> Problem requirements
Within the entries below, find every line that has the string "split", then copy it.

> Records to process
========

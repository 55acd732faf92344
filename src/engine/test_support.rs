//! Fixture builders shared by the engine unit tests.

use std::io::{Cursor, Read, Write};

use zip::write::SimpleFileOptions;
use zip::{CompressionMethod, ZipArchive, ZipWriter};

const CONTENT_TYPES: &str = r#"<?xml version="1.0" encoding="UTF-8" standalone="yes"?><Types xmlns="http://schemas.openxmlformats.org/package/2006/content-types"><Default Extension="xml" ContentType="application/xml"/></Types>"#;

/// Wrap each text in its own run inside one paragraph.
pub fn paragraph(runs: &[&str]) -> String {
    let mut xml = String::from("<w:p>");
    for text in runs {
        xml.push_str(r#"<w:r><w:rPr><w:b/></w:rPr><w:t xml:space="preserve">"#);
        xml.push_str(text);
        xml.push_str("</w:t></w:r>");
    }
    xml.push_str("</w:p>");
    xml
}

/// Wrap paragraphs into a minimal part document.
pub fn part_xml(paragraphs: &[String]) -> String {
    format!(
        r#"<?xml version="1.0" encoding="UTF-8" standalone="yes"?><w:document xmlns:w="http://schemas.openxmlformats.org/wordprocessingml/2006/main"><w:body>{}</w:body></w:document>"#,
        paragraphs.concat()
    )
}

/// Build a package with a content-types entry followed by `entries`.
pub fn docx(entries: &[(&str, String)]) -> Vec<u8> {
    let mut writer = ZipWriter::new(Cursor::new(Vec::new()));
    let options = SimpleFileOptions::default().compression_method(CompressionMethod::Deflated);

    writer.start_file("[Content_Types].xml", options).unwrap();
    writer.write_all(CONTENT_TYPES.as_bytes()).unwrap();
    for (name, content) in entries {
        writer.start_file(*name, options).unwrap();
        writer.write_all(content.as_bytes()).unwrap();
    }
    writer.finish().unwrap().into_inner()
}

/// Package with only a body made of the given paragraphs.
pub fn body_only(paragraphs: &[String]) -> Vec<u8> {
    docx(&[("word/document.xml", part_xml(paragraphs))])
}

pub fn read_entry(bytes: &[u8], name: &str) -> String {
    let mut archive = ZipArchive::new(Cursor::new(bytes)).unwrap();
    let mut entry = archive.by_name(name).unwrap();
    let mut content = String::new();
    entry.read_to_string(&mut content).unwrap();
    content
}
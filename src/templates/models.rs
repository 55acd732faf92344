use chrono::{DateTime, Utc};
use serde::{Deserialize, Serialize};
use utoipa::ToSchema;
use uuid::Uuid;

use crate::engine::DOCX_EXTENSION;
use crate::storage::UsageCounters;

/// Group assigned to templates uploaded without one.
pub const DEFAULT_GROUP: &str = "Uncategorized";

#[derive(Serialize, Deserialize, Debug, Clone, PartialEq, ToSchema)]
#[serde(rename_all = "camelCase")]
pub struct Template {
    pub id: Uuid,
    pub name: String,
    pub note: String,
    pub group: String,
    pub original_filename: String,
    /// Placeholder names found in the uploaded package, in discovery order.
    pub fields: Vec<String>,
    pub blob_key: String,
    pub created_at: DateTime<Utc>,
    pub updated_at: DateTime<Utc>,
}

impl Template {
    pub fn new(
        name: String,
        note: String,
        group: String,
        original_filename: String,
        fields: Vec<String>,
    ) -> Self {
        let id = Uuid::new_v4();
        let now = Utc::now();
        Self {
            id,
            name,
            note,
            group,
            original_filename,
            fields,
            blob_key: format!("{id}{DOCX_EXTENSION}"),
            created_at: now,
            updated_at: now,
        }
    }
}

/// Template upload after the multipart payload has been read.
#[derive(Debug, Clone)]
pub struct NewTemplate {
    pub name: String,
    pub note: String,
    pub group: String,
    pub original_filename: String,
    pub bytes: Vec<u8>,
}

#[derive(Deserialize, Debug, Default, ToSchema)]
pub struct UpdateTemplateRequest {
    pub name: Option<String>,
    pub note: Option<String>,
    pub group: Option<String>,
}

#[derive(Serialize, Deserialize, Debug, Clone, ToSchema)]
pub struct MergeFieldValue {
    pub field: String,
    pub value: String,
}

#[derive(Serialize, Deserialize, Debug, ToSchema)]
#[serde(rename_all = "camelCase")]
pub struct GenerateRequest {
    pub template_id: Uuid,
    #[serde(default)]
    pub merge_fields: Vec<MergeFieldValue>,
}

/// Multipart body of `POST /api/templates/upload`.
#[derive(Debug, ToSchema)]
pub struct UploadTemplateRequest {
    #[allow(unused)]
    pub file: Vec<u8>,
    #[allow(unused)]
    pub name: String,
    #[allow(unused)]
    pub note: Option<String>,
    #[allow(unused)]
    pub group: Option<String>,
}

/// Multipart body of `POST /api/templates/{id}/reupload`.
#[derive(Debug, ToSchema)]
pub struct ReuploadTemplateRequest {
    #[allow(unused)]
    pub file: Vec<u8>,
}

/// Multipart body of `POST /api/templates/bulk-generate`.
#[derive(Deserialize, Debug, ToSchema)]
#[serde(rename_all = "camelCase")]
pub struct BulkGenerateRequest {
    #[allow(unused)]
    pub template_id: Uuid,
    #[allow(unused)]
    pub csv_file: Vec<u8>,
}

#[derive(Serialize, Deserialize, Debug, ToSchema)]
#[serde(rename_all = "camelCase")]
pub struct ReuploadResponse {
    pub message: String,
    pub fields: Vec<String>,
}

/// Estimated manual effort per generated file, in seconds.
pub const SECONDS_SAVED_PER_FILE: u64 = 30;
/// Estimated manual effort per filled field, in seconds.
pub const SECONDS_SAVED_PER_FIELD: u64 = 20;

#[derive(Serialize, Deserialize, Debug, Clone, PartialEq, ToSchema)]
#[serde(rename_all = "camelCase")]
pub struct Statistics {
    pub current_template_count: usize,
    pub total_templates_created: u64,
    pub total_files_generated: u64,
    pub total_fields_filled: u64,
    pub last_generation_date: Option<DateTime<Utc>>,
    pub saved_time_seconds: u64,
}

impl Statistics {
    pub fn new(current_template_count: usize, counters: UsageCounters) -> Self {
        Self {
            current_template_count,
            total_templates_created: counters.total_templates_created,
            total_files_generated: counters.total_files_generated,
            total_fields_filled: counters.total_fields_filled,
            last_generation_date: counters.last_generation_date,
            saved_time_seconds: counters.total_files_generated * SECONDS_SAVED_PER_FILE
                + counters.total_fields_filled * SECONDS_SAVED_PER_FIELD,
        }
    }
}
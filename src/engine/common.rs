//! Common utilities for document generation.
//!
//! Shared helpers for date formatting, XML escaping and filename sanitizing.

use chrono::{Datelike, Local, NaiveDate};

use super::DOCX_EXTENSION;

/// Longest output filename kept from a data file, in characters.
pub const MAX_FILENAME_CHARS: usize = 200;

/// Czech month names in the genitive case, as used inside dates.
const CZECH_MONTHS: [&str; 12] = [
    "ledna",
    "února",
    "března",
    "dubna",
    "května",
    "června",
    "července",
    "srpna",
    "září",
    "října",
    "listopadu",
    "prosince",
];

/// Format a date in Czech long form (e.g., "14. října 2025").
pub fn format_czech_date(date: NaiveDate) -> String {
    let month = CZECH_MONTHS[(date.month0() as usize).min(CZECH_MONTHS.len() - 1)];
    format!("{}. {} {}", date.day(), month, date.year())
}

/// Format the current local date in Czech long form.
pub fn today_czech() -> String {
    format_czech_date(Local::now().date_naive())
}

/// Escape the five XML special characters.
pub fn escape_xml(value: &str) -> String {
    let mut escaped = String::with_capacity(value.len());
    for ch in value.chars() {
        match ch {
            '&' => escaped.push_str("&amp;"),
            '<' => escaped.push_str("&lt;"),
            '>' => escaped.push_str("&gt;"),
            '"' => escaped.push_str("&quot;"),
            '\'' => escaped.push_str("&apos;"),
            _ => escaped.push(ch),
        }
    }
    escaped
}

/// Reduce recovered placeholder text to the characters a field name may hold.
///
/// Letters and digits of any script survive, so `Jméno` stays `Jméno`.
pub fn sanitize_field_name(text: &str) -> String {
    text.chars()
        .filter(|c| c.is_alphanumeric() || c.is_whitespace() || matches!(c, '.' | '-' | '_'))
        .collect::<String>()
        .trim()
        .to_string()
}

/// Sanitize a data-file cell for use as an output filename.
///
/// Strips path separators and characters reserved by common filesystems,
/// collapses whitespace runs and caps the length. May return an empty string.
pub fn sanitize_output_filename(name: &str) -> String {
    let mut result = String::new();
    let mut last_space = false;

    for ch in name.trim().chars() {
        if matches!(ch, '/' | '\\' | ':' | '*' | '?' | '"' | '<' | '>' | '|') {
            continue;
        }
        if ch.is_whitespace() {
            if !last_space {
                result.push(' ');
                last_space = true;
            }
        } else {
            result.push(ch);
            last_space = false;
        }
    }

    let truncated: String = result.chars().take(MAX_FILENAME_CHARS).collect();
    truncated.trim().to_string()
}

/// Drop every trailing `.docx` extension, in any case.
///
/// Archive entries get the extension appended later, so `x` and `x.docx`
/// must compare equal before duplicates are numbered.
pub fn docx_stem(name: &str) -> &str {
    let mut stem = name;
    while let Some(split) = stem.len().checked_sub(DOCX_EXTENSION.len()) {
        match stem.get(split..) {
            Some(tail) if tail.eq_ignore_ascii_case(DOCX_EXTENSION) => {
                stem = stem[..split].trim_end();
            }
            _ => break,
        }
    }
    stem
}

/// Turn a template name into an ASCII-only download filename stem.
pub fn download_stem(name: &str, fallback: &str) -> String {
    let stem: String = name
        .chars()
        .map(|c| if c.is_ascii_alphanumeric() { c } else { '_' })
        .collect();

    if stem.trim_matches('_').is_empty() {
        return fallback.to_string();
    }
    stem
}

========

> Answer below
    while let Some(split) = stem.len().checked_sub(DOCX_EXTENSION.len()) {
        match stem.get(split..) {
                stem = stem[..split].trim_end();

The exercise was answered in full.